▶ **Activity**: Pull out every line below that contains the word "native".

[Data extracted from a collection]
+===+

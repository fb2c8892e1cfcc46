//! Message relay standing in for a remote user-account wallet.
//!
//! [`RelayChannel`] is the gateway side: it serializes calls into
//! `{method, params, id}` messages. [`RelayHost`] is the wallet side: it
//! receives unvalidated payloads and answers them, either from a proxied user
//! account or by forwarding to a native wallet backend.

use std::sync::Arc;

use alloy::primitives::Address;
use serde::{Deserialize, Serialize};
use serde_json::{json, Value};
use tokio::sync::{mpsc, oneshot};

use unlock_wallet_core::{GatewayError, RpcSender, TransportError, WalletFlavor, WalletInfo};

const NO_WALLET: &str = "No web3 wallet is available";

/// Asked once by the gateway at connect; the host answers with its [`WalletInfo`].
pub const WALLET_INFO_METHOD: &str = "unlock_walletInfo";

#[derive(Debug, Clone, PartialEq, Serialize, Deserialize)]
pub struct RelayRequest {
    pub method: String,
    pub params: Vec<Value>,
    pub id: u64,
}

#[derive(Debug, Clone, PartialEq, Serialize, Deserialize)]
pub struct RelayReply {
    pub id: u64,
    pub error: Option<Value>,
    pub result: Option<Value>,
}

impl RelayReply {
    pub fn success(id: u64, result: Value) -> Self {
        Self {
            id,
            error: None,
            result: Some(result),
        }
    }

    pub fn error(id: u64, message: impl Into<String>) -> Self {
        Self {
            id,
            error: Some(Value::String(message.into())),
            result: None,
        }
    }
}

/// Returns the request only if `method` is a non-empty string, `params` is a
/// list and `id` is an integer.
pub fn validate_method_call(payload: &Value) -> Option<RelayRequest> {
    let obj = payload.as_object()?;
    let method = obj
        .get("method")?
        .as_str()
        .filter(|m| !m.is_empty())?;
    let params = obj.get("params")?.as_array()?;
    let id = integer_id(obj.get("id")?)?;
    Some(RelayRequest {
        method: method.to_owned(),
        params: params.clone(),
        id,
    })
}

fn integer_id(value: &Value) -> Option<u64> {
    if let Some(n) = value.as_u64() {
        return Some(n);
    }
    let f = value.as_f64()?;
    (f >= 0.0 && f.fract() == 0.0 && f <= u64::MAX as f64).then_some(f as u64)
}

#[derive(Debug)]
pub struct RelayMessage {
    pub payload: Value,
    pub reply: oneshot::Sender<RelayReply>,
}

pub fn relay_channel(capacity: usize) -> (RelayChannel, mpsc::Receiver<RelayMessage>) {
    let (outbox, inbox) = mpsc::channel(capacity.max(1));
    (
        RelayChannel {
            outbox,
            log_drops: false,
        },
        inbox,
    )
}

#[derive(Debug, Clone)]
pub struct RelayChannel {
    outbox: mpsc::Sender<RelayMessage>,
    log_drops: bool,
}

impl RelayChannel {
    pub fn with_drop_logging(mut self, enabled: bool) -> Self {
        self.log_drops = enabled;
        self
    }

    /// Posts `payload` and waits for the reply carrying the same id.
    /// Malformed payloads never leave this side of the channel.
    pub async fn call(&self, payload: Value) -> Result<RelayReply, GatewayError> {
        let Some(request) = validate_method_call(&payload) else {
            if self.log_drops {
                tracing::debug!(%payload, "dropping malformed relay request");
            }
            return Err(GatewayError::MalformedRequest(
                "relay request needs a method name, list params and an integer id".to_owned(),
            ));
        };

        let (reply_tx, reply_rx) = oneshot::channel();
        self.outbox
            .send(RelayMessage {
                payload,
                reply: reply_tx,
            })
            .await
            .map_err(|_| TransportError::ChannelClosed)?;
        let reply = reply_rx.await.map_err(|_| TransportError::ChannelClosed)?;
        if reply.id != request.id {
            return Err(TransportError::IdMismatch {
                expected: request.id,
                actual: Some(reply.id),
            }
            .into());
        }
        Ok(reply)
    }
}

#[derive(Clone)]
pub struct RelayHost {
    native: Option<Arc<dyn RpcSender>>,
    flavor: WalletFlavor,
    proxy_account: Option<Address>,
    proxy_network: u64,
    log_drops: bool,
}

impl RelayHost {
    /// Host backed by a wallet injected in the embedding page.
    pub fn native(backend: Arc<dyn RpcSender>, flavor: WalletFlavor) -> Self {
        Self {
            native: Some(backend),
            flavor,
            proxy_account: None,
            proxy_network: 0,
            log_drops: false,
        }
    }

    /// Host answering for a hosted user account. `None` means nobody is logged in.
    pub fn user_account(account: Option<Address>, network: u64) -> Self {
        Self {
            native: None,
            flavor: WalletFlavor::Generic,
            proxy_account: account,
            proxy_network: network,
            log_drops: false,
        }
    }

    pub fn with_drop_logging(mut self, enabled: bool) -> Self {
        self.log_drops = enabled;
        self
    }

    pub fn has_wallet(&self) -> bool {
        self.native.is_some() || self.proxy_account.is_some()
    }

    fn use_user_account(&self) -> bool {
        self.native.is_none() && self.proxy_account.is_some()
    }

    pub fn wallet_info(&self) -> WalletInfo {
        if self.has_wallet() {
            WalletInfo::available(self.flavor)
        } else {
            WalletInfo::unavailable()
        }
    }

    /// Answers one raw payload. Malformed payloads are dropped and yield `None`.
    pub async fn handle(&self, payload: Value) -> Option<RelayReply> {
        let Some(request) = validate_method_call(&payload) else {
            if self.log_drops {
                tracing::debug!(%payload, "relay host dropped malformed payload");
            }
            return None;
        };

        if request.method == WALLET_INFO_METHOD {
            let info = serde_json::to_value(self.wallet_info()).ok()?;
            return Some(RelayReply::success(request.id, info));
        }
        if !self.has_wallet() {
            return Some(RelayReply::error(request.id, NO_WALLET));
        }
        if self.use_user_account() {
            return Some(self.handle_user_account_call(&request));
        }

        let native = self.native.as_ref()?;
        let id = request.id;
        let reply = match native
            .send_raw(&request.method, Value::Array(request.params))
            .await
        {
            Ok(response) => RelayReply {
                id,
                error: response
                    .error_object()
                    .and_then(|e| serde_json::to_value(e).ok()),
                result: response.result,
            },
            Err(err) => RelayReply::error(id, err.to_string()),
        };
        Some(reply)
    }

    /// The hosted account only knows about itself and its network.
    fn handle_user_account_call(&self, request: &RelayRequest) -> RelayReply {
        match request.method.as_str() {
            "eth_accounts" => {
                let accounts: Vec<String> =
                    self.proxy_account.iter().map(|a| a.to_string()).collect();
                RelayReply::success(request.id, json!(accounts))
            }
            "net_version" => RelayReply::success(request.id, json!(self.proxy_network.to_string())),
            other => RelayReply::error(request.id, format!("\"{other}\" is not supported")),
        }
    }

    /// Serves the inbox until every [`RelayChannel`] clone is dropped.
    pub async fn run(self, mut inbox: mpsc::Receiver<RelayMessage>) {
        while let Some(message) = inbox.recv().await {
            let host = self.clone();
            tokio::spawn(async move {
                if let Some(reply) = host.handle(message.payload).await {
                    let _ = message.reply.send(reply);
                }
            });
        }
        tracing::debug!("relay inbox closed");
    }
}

+===+

▶ **Exercise answer**:
//! account or by forwarding to a native wallet backend.
    native: Option<Arc<dyn RpcSender>>,
    pub fn native(backend: Arc<dyn RpcSender>, flavor: WalletFlavor) -> Self {
            native: Some(backend),
            native: None,
        self.native.is_some() || self.proxy_account.is_some()
        self.native.is_none() && self.proxy_account.is_some()
        let native = self.native.as_ref()?;
        let reply = match native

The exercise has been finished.